(Records supplied)

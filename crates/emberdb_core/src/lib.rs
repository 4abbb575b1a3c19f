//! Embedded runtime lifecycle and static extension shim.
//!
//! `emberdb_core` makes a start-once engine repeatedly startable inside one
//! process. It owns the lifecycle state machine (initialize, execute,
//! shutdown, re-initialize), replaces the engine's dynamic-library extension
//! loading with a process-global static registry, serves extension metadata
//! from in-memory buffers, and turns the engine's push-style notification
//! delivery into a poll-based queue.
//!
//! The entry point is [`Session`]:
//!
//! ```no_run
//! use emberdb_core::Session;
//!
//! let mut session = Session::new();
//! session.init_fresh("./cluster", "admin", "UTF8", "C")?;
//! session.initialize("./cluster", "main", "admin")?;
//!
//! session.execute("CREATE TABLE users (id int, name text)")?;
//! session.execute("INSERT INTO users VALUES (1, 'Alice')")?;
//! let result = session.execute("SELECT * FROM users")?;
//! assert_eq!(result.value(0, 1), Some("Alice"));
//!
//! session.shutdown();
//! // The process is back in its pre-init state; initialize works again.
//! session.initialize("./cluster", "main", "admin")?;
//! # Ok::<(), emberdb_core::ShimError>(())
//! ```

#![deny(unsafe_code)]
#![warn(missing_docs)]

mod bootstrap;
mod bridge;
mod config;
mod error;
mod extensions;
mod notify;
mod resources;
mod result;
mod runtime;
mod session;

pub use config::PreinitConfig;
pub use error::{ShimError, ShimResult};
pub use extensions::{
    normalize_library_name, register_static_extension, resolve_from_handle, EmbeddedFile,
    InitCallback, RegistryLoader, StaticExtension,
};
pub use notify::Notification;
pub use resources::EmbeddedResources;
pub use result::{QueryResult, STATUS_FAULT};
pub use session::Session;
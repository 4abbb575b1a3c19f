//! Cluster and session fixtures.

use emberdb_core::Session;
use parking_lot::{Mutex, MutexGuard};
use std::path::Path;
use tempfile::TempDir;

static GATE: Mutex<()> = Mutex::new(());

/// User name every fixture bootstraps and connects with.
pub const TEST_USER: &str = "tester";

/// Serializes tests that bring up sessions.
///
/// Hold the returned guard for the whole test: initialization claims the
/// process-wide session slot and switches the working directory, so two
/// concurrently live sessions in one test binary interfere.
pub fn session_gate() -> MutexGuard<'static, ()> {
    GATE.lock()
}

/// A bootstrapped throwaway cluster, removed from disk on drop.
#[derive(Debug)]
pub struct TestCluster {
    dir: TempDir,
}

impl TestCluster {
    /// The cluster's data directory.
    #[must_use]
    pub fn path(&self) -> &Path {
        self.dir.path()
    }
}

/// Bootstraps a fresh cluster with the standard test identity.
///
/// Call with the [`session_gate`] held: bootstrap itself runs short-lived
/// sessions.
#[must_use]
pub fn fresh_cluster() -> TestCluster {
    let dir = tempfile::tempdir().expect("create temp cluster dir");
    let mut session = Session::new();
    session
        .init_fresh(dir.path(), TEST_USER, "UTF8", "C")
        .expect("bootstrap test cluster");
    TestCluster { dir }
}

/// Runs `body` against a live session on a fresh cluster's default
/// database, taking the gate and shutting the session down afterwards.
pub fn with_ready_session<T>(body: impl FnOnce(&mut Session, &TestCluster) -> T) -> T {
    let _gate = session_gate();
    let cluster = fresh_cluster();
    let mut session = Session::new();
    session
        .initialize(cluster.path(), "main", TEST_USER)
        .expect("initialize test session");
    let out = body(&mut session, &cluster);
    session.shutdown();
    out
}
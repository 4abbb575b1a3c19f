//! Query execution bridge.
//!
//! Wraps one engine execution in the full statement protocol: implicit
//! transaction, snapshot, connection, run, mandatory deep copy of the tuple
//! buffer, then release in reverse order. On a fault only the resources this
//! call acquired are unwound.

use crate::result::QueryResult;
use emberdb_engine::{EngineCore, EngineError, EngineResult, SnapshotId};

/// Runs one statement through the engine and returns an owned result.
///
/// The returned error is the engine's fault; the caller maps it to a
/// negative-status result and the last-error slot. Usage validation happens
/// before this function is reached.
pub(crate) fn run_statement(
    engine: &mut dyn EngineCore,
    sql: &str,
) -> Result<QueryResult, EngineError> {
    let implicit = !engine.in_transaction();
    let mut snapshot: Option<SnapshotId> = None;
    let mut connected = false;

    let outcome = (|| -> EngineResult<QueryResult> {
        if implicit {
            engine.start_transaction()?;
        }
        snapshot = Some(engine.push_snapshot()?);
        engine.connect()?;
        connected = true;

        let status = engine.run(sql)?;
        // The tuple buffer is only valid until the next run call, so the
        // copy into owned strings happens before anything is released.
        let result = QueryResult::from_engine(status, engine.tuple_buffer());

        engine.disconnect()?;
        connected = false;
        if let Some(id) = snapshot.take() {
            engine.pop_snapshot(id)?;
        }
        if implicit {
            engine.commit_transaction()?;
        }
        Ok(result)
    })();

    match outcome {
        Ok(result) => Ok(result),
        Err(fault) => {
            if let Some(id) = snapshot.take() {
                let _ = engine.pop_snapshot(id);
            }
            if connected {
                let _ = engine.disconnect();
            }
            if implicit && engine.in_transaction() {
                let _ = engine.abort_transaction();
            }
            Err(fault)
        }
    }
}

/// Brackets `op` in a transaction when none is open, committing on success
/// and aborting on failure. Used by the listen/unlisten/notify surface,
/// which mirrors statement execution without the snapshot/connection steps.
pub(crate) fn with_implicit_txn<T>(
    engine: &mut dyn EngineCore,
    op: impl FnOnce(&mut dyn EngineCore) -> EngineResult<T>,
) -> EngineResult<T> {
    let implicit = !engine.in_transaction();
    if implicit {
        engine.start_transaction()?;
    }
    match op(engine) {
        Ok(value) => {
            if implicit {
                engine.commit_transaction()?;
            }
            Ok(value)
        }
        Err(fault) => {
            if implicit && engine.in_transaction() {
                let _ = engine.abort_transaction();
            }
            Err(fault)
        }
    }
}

(End Records supplied)

» **What you are asked to do**
Check each line of the listing above for the string "connection", then report only how many lines have it.

» **Task answer**
2